Japan has learnt from the recent natural disaster that hit it and has committed to a more stringent approach to medical management for disasters, a senior Japanese official has said.
Professor Yasuhiro Yamamoto, adviser to the Japanese Ministry of Health, Labour and Welfare and Ambassador for the African continent said at a lecture in Accra that this included Command and Coordination, Safety, Communication, Assessment, Triage, Treatment and Transportation.
A statement from the Japanese International Cooperation Agency (JICA) in Accra on Tuesday said he was delivering a public lecture at the Noguchi Memorial Institute for Medical Research (NMIMR) and the Korle-bu Teaching Hospital.
Prof. Yamamoto, who is also an Ambassador for emergency medicine for the Japanese Ministry of Foreign Affairs, presented two papers under the theme: “Present Situation and Future of Emergency Medical System and Disaster Medical Care – The Japanese Example.”
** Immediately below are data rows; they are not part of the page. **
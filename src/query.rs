//! # Query Model
//!
//! The request a caller builds, the correlation ID derived from it, and the
//! JSON payload that goes over the wire.

use chrono::{DateTime, Utc};
use serde::{Deserialize, Serialize};
use std::fmt;
use std::time::Duration;
use uuid::Uuid;

use crate::config::QueryIdStrategy;
use crate::constants::DEFAULT_TIMEOUT_SECONDS;
use crate::error::{QueryHumanError, Result};

/// A question for a human. Immutable once built.
///
/// ```rust
/// use query_human::QueryRequest;
///
/// let request = QueryRequest::builder("k", "a1", "Agent", "Proceed?")
///     .timeout_seconds(10)
///     .build()
///     .unwrap();
/// assert_eq!(request.metadata(), "");
/// assert_eq!(request.timeout().as_secs(), 10);
/// ```
#[derive(Debug, Clone, PartialEq, Eq)]
pub struct QueryRequest {
    api_key: String,
    agent_id: String,
    agent_name: String,
    query_text: String,
    metadata: String,
    timeout_seconds: u64,
}

#[derive(Debug, Clone)]
pub struct QueryRequestBuilder {
    api_key: String,
    agent_id: String,
    agent_name: String,
    query_text: String,
    metadata: String,
    timeout_seconds: i64,
}

impl QueryRequest {
    pub fn builder(
        api_key: impl Into<String>,
        agent_id: impl Into<String>,
        agent_name: impl Into<String>,
        query_text: impl Into<String>,
    ) -> QueryRequestBuilder {
        QueryRequestBuilder {
            api_key: api_key.into(),
            agent_id: agent_id.into(),
            agent_name: agent_name.into(),
            query_text: query_text.into(),
            metadata: String::new(),
            timeout_seconds: DEFAULT_TIMEOUT_SECONDS as i64,
        }
    }

    pub fn api_key(&self) -> &str {
        &self.api_key
    }

    pub fn agent_id(&self) -> &str {
        &self.agent_id
    }

    pub fn agent_name(&self) -> &str {
        &self.agent_name
    }

    pub fn query_text(&self) -> &str {
        &self.query_text
    }

    pub fn metadata(&self) -> &str {
        &self.metadata
    }

    pub fn timeout_seconds(&self) -> u64 {
        self.timeout_seconds
    }

    /// Overall wait budget for this query.
    pub fn timeout(&self) -> Duration {
        Duration::from_secs(self.timeout_seconds)
    }

    /// Wire payload carrying the given correlation ID.
    pub fn payload<'a>(&'a self, query_id: &'a QueryId) -> QueryPayload<'a> {
        QueryPayload {
            api_key: &self.api_key,
            query: &self.query_text,
            query_id: query_id.as_str(),
            agent_id: &self.agent_id,
            agent_name: &self.agent_name,
            metadata: &self.metadata,
        }
    }
}

impl QueryRequestBuilder {
    pub fn metadata(mut self, metadata: impl Into<String>) -> Self {
        self.metadata = metadata.into();
        self
    }

    /// Signed so that host-supplied values can be validated rather than
    /// silently wrapped.
    pub fn timeout_seconds(mut self, timeout_seconds: i64) -> Self {
        self.timeout_seconds = timeout_seconds;
        self
    }

    pub fn build(self) -> Result<QueryRequest> {
        let timeout_seconds = u64::try_from(self.timeout_seconds)
            .ok()
            .filter(|secs| *secs > 0)
            .ok_or_else(|| {
                QueryHumanError::invalid_input(format!(
                    "timeout must be a positive number of seconds, got {}",
                    self.timeout_seconds
                ))
            })?;

        Ok(QueryRequest {
            api_key: self.api_key,
            agent_id: self.agent_id,
            agent_name: self.agent_name,
            query_text: self.query_text,
            metadata: self.metadata,
            timeout_seconds,
        })
    }
}

/// Correlation key the remote service uses to match retries of one query.
#[derive(Debug, Clone, PartialEq, Eq, Hash, Serialize, Deserialize)]
#[serde(transparent)]
pub struct QueryId(String);

impl QueryId {
    /// Derive an ID from the API key and the submission time.
    ///
    /// ```rust
    /// use chrono::{TimeZone, Utc};
    /// use query_human::config::QueryIdStrategy;
    /// use query_human::QueryId;
    ///
    /// let at = Utc.timestamp_millis_opt(1_700_000_000_250).unwrap();
    /// let id = QueryId::derive("k1", at, QueryIdStrategy::Timestamp);
    /// assert_eq!(id.as_str(), "k1-1700000000.25");
    /// ```
    pub fn derive(api_key: &str, submitted_at: DateTime<Utc>, strategy: QueryIdStrategy) -> Self {
        let seconds = unix_seconds_with_fraction(submitted_at);
        match strategy {
            QueryIdStrategy::Timestamp => Self(format!("{api_key}-{seconds}")),
            QueryIdStrategy::TimestampWithNonce => {
                Self(format!("{api_key}-{seconds}-{}", Uuid::new_v4().simple()))
            }
        }
    }

    pub fn as_str(&self) -> &str {
        &self.0
    }
}

impl fmt::Display for QueryId {
    fn fmt(&self, f: &mut fmt::Formatter<'_>) -> fmt::Result {
        f.write_str(&self.0)
    }
}

/// Unix seconds with millisecond fraction, trailing zeros trimmed
/// (`1700000000.5`, `1700000000`).
fn unix_seconds_with_fraction(at: DateTime<Utc>) -> String {
    let millis = at.timestamp_millis();
    let seconds = millis.div_euclid(1000);
    let fraction = millis.rem_euclid(1000);

    if fraction == 0 {
        seconds.to_string()
    } else {
        let digits = format!("{fraction:03}");
        format!("{seconds}.{}", digits.trim_end_matches('0'))
    }
}

/// JSON body of `POST queryHuman`.
#[derive(Debug, Clone, Serialize)]
pub struct QueryPayload<'a> {
    #[serde(rename = "apiKey")]
    pub api_key: &'a str,
    pub query: &'a str,
    #[serde(rename = "queryID")]
    pub query_id: &'a str,
    #[serde(rename = "agentID")]
    pub agent_id: &'a str,
    #[serde(rename = "agentName")]
    pub agent_name: &'a str,
    pub metadata: &'a str,
}
//! # Human Query Client
//!
//! Everything between "here is a question" and "here is the outcome":
//!
//! - **HumanQueryClient**: `ask` / `ask_with_abort`, the poll loop driver
//! - **PollState**: explicit `{Polling, Terminal, Expired}` state machine
//! - **QueryTransport**: one submission attempt; `HttpTransport` over `reqwest`
//! - **AbortHandle / AbortSignal**: cooperative cancellation
//!
//! ## Usage
//!
//! ```rust,no_run
//! use query_human::client::{AbortHandle, HumanQueryClient};
//! use query_human::QueryHumanConfig;
//!
//! # async fn example() -> query_human::Result<()> {
//! let client = HumanQueryClient::new(&QueryHumanConfig::default())?;
//! let request = client.request("key", "agent-1", "Agent", "Ship it?").build()?;
//!
//! let (handle, signal) = AbortHandle::new();
//! tokio::spawn(async move {
//!     tokio::signal::ctrl_c().await.ok();
//!     handle.abort();
//! });
//!
//! let outcome = client.ask_with_abort(&request, &signal).await?;
//! # Ok(())
//! # }
//! ```

pub mod abort;
pub mod human_query_client;
pub mod poll;
pub mod transport;

pub use abort::{AbortHandle, AbortSignal};
pub use human_query_client::HumanQueryClient;
pub use poll::{AttemptResult, PollState};
pub use transport::{HttpTransport, QueryTransport, TransportError, TransportResponse};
Prof. Yamamoto said: “We are implementing plans to combat or minimize the impact of disasters by strengthening, resourcing and populating the Disaster Medical Assistance Team (DMAT), build a multi-purpose hospital ship for disaster relief, construct a rescue train and a jumbo jet aircraft for emergency service.”
He spoke about the state of the Japanese emergency medical system during the recent natural disaster and highlighted the plan to combat future earthquakes and natural disasters.
“When natural disasters occur too frequently, they cause monumental damages and often lead to environmental change, outbreak of chronic diseases, pollution and toxication.
“Japan has a state-of-the-art National Medical Control Council which regulates the medical control system for pre-hospital care, emergency medicine and paramedics. But, due to the fact that ambulance service is free, there is high demand for it, even when there are no major disasters,” Prof. Yamamoto said.
He said Japan was regarded as the number one country against natural disasters, so it had the Disaster Medical Assistance Team, a trained medical team which had mobility to act in the acute stage of disasters.
DMAT, he said, consisted of about 703 teams and 4,300 paramedics. At any disaster site, children, women, physically challenged people and foreigners were rescued first.
Prof. Yamamoto said Ghana was in the “silent phase” of the disaster cycle and therefore advised government to plan, train and prepare against any natural disaster.
Prof. Kwadwo Koram, a Deputy Director of the NMIMR, and Prof. Nii Otu Nartey, Chief Executive of Korle-bu Teaching Hospital, thanked Prof. Yamamoto for the insightful lecture and wished Japan well on its recovery plans and activities.